Rapporti di lavoro

L’allarme Ocse: in Italia record di sottoccupati

di Giorgio Pogliotti

L’impatto negativo della globalizzazione e dell’innovazione tecnologica più che sui posti che potranno scomparire, rischia di farsi sentire sulla qualità del lavoro e sulle disuguaglianze tra lavoratori che potrebbero peggiorare.

Nel report sul “Futuro del lavoro”, l’Ocse sottolinea come in media il 14% dei posti è «ad alto rischio di automazione», d’altra parte nuovi lavori saranno creati, ma la transizione non sarà facile. In Italia, i posti di lavoro ad alto rischio di automazione sono il 15,2%, appena al di sopra della media Ocse, mentre un altro 35,5% potrebbe subire sostanziali cambiamenti nel modo in cui vengono svolti, in sostanza richiederanno mansioni molto diverse da quelle attuali (la media Ocse è del 31,6%).

L’Ocse mette in guardia i governi perché senza un’azione immediata, le disparità del mercato del lavoro potrebbero aumentare, visto che alcuni lavoratori affrontano rischi maggiori di altri: i cosiddetti “atipici” hanno protezioni solo parziali, i lavoratori a bassa qualifica sono spesso esclusi da programmi di formazione.

Dalla comparazione tra i diversi Paesi emerge che la quota di lavoro temporaneo italiana è superiore alla media Ocse (15,4% di tempo determinato contro una media Ocse dell’11,2%) ed è fortemente cresciuta nell’ultimo decennio, mentre la percentuale di tempo parziale breve è allineata con la media Ocse (6,2% contro il 6,7%). L’Italia ha anche la quota di lavoratori sottoccupati più alta tra i 36 paesi Paesi industrializzati: la quota di lavoratori dipendenti che si dichiarano sottoccupati, perché lavorano meno di quanto vorrebbero, è più che raddoppiata tra il 2006 e il 2017 passando dal 5,6% al 12,2% (la media Ocse nel 2017 è del 5,4%). Ad essere più penalizzati sono i giovani, tra i quali è cresciuta del 12,3% la quota di quanti si considerano sottoccupati tra il 2006 e il 2017 (rispetto ad una crescita del 2,4% nella media Ocse): peggio di noi fa solo la Spagna. Penalizzate anche le donne, che hanno la crescita maggiore di sottoccupate tra i 36 Paesi industrializzati (+8,9%, rispetto alla media Ocse del + 0,9%).

Per l’Ocse la «formazione permanente» è lo strumento essenziale per aiutare i lavoratori più vulnerabili a gestire il cambiamento. In media il 40% degli adulti partecipa alla formazione nei paesi Ocse, ma la quota è più limitata tra i lavoratori a bassa qualifica e quelli con contratti atipici che, invece, ne avrebbero maggior bisogno.

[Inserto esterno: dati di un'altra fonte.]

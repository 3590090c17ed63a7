//! Stat vocabulary
//!
//! The closed set of stat identifiers shared with the tooltip layer, and the
//! accumulator record the equipment aggregator fills in.

use std::fmt;
use std::str::FromStr;
use serde::{Deserialize, Serialize};

use crate::error::LootError;

/// Every stat a modifier or set bonus can touch
#[derive(Debug, Clone, Copy, PartialEq, Eq, Hash, PartialOrd, Ord, Serialize, Deserialize)]
#[serde(rename_all = "snake_case")]
pub enum StatId {
    // Attributes
    Strength,
    Dexterity,
    Intelligence,
    AllAttributes,

    // Pools
    MaximumLife,
    MaximumMana,
    EnergyShield,
    LifeRegeneration,
    ManaRegeneration,

    // Defences
    Armour,
    Evasion,
    BlockChance,

    // Resistances
    FireResistance,
    ColdResistance,
    LightningResistance,
    ChaosResistance,

    // Offence
    AddedPhysicalDamage,
    IncreasedPhysicalDamage,
    IncreasedFireDamage,
    IncreasedColdDamage,
    IncreasedLightningDamage,
    IncreasedSpellDamage,
    IncreasedAttackSpeed,
    IncreasedCastSpeed,
    CriticalStrikeChance,
    CriticalStrikeMultiplier,
    LifeLeech,

    // Utility
    MovementSpeed,
    ItemRarity,
    ItemQuantity,
}

impl StatId {
    /// Number of stats in the vocabulary
    pub const COUNT: usize = 30;

    /// All stats in declaration order
    pub const ALL: [StatId; StatId::COUNT] = [
        StatId::Strength,
        StatId::Dexterity,
        StatId::Intelligence,
        StatId::AllAttributes,
        StatId::MaximumLife,
        StatId::MaximumMana,
        StatId::EnergyShield,
        StatId::LifeRegeneration,
        StatId::ManaRegeneration,
        StatId::Armour,
        StatId::Evasion,
        StatId::BlockChance,
        StatId::FireResistance,
        StatId::ColdResistance,
        StatId::LightningResistance,
        StatId::ChaosResistance,
        StatId::AddedPhysicalDamage,
        StatId::IncreasedPhysicalDamage,
        StatId::IncreasedFireDamage,
        StatId::IncreasedColdDamage,
        StatId::IncreasedLightningDamage,
        StatId::IncreasedSpellDamage,
        StatId::IncreasedAttackSpeed,
        StatId::IncreasedCastSpeed,
        StatId::CriticalStrikeChance,
        StatId::CriticalStrikeMultiplier,
        StatId::LifeLeech,
        StatId::MovementSpeed,
        StatId::ItemRarity,
        StatId::ItemQuantity,
    ];

    /// Position of this stat inside a [`StatBonusRecord`]
    pub fn index(self) -> usize {
        self as usize
    }

    /// Identifier used by the tooltip layer and data files
    pub fn as_str(&self) -> &'static str {
        match self {
            StatId::Strength => "strength",
            StatId::Dexterity => "dexterity",
            StatId::Intelligence => "intelligence",
            StatId::AllAttributes => "all_attributes",
            StatId::MaximumLife => "maximum_life",
            StatId::MaximumMana => "maximum_mana",
            StatId::EnergyShield => "energy_shield",
            StatId::LifeRegeneration => "life_regeneration",
            StatId::ManaRegeneration => "mana_regeneration",
            StatId::Armour => "armour",
            StatId::Evasion => "evasion",
            StatId::BlockChance => "block_chance",
            StatId::FireResistance => "fire_resistance",
            StatId::ColdResistance => "cold_resistance",
            StatId::LightningResistance => "lightning_resistance",
            StatId::ChaosResistance => "chaos_resistance",
            StatId::AddedPhysicalDamage => "added_physical_damage",
            StatId::IncreasedPhysicalDamage => "increased_physical_damage",
            StatId::IncreasedFireDamage => "increased_fire_damage",
            StatId::IncreasedColdDamage => "increased_cold_damage",
            StatId::IncreasedLightningDamage => "increased_lightning_damage",
            StatId::IncreasedSpellDamage => "increased_spell_damage",
            StatId::IncreasedAttackSpeed => "increased_attack_speed",
            StatId::IncreasedCastSpeed => "increased_cast_speed",
            StatId::CriticalStrikeChance => "critical_strike_chance",
            StatId::CriticalStrikeMultiplier => "critical_strike_multiplier",
            StatId::LifeLeech => "life_leech",
            StatId::MovementSpeed => "movement_speed",
            StatId::ItemRarity => "item_rarity",
            StatId::ItemQuantity => "item_quantity",
        }
    }

    /// Tooltip label
    pub fn label(&self) -> &'static str {
        match self {
            StatId::Strength => "Strength",
            StatId::Dexterity => "Dexterity",
            StatId::Intelligence => "Intelligence",
            StatId::AllAttributes => "All Attributes",
            StatId::MaximumLife => "Maximum Life",
            StatId::MaximumMana => "Maximum Mana",
            StatId::EnergyShield => "Energy Shield",
            StatId::LifeRegeneration => "Life Regeneration per second",
            StatId::ManaRegeneration => "Mana Regeneration per second",
            StatId::Armour => "Armour",
            StatId::Evasion => "Evasion Rating",
            StatId::BlockChance => "% Chance to Block",
            StatId::FireResistance => "% Fire Resistance",
            StatId::ColdResistance => "% Cold Resistance",
            StatId::LightningResistance => "% Lightning Resistance",
            StatId::ChaosResistance => "% Chaos Resistance",
            StatId::AddedPhysicalDamage => "Added Physical Damage",
            StatId::IncreasedPhysicalDamage => "% increased Physical Damage",
            StatId::IncreasedFireDamage => "% increased Fire Damage",
            StatId::IncreasedColdDamage => "% increased Cold Damage",
            StatId::IncreasedLightningDamage => "% increased Lightning Damage",
            StatId::IncreasedSpellDamage => "% increased Spell Damage",
            StatId::IncreasedAttackSpeed => "% increased Attack Speed",
            StatId::IncreasedCastSpeed => "% increased Cast Speed",
            StatId::CriticalStrikeChance => "% increased Critical Strike Chance",
            StatId::CriticalStrikeMultiplier => "% Critical Strike Multiplier",
            StatId::LifeLeech => "% of Physical Damage Leeched as Life",
            StatId::MovementSpeed => "% increased Movement Speed",
            StatId::ItemRarity => "% increased Rarity of Items found",
            StatId::ItemQuantity => "% increased Quantity of Items found",
        }
    }
}

impl fmt::Display for StatId {
    fn fmt(&self, f: &mut fmt::Formatter<'_>) -> fmt::Result {
        f.write_str(self.as_str())
    }
}

impl FromStr for StatId {
    type Err = LootError;

    fn from_str(s: &str) -> Result<Self, Self::Err> {
        StatId::ALL
            .iter()
            .copied()
            .find(|stat| stat.as_str() == s)
            .ok_or_else(|| LootError::Parse(format!("unknown stat identifier '{}'", s)))
    }
}

/// Accumulated stat bonuses, one slot per [`StatId`]
///
/// All entries start at zero. Additions that would leave the finite range are
/// clamped to `f64::MAX` / `f64::MIN` so the record never holds inf or NaN.
#[derive(Debug, Clone, Copy, PartialEq, Serialize, Deserialize)]
pub struct StatBonusRecord {
    values: [f64; StatId::COUNT],
}

impl Default for StatBonusRecord {
    fn default() -> Self {
        Self::new()
    }
}

impl StatBonusRecord {
    /// All-zero record
    pub fn new() -> Self {
        Self { values: [0.0; StatId::COUNT] }
    }

    /// Current value for a stat
    pub fn get(&self, stat: StatId) -> f64 {
        self.values[stat.index()]
    }

    /// Add to a stat's accumulator
    pub fn add(&mut self, stat: StatId, amount: f64) {
        if amount.is_nan() {
            return;
        }
        let slot = &mut self.values[stat.index()];
        let sum = *slot + amount;
        *slot = if sum.is_finite() {
            sum
        } else if sum.is_nan() {
            // inf + -inf; only reachable if an infinite amount slipped in
            0.0
        } else {
            sum.clamp(f64::MIN, f64::MAX)
        };
    }

    /// Iterate over non-zero entries in vocabulary order
    pub fn non_zero(&self) -> impl Iterator<Item = (StatId, f64)> + '_ {
        StatId::ALL
            .iter()
            .map(move |stat| (*stat, self.values[stat.index()]))
            .filter(|(_, v)| *v != 0.0)
    }

    /// True if every entry is finite
    pub fn is_finite(&self) -> bool {
        self.values.iter().all(|v| v.is_finite())
    }
}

Solo il 20,1% degli adulti in Italia ha partecipato a programmi di formazione professionale. Solo il 60% delle imprese con almeno 10 dipendenti offre formazione continua ai propri dipendenti, contro una media dei paesi europei membri dell’Ocse del 75,2%. Secondo il report la contrattazione collettiva può svolgere un importante ruolo per integrare le politiche pubbliche, e il Ccnl dei metalmeccanici è considerato un valido esempio in questa direzione.

Il report si occupa anche del reddito di cittadinanza: il livello del sussidio è considerato «elevato rispetto ai redditi mediani italiani e relativamente a strumenti simili negli altri paesi Ocse». L’attuazione dovrà «essere monitorata attentamente per assicurare che i beneficiari siano accompagnati verso adeguate opportunità di lavoro». Il problema è che i servizi per l’impiego in Italia mancano di «personale qualificato, di strumenti informatici e di risorse adeguate e, per queste ragioni, la qualità dei servizi è bassa e varia notevolmente attraverso il Paese». Già nel precedente report sull’Italia l’Ocse aveva evidenziato che il livello di trasferimento del Rdc rischia di «incoraggiare l’occupazione informale e di creare trappole della povertà», suggerendo di abbassare l’importo delle prestazioni.